> [Instructions to follow]: Once you reach the line containing "use tracing::debug;" in the entries below, write out that line and each one after it down to the line containing "let db_type = options.database_type().ok_or_else(||", exactly and with nothing added.

[Dataset entries]
^^^^

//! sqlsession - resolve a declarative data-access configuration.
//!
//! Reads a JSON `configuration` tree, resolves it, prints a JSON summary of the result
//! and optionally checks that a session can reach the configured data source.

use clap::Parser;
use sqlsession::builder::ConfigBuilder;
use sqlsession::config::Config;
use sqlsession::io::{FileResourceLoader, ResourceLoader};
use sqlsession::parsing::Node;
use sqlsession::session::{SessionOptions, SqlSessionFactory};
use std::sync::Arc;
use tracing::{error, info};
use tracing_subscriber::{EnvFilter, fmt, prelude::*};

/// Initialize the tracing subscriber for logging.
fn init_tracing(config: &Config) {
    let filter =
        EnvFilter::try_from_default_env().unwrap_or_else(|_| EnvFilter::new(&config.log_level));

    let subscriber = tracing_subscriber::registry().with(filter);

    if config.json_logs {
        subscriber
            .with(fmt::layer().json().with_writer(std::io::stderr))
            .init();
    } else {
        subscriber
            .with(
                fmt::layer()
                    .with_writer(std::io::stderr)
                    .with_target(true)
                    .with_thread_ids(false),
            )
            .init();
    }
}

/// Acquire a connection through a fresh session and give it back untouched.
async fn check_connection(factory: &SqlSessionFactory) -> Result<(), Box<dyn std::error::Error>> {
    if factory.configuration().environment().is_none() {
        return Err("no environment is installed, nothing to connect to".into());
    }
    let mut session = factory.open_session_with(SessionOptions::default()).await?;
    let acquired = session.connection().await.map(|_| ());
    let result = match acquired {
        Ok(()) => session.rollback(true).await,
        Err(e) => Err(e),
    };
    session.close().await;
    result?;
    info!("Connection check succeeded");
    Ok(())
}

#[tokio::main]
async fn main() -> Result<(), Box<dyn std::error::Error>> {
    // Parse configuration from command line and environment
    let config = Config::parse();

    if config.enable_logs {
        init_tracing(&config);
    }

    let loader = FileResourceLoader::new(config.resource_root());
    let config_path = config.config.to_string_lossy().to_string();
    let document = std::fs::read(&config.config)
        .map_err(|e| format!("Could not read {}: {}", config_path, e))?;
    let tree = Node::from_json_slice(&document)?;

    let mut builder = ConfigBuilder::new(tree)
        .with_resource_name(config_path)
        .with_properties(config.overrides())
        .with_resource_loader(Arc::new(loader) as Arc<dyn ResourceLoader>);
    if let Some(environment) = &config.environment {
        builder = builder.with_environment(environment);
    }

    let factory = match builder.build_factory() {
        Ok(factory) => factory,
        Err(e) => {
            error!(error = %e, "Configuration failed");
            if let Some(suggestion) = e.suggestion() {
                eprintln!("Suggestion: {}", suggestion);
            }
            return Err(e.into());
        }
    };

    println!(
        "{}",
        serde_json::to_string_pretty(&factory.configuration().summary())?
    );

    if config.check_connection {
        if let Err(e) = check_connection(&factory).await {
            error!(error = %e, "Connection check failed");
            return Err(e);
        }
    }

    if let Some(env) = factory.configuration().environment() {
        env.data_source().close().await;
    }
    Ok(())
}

^^^^

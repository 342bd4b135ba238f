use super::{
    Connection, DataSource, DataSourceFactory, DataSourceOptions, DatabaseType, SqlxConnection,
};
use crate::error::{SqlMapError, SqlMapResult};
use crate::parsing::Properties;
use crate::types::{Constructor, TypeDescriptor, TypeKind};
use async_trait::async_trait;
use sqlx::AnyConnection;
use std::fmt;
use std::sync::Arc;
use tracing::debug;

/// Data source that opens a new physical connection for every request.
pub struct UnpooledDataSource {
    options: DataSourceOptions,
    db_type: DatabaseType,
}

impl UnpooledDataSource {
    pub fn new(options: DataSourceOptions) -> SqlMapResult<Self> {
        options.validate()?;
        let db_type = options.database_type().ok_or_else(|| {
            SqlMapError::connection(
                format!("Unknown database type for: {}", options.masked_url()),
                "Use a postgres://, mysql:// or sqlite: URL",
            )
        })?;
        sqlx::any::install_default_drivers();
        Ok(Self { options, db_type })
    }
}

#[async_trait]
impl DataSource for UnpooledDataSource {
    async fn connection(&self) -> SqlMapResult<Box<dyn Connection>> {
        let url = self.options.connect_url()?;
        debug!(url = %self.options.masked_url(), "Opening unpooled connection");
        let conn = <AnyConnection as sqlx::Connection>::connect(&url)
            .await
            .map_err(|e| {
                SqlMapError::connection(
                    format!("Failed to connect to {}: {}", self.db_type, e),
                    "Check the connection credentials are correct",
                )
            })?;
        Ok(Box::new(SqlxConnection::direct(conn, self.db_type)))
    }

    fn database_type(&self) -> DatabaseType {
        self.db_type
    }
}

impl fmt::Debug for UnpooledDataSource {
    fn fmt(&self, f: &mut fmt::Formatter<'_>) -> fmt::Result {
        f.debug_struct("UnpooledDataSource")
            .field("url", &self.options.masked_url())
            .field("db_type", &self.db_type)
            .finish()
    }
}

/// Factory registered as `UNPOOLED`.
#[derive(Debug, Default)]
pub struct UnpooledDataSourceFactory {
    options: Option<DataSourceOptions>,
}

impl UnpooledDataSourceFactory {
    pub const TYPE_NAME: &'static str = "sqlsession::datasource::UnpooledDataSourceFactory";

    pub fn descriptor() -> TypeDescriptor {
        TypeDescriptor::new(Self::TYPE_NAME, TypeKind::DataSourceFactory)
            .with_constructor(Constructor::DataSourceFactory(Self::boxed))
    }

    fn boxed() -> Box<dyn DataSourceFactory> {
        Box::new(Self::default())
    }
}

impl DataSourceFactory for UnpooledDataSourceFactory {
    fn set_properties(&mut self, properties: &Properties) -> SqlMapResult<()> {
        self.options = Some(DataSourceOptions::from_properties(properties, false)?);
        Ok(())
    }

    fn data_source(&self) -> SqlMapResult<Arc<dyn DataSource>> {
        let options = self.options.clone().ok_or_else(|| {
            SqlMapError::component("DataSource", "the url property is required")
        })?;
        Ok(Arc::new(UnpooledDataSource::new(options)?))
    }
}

^^^^

> [Your solution]:
use tracing::debug;

/// Data source that opens a new physical connection for every request.
pub struct UnpooledDataSource {
    options: DataSourceOptions,
    db_type: DatabaseType,
}

impl UnpooledDataSource {
    pub fn new(options: DataSourceOptions) -> SqlMapResult<Self> {
        options.validate()?;
        let db_type = options.database_type().ok_or_else(|| {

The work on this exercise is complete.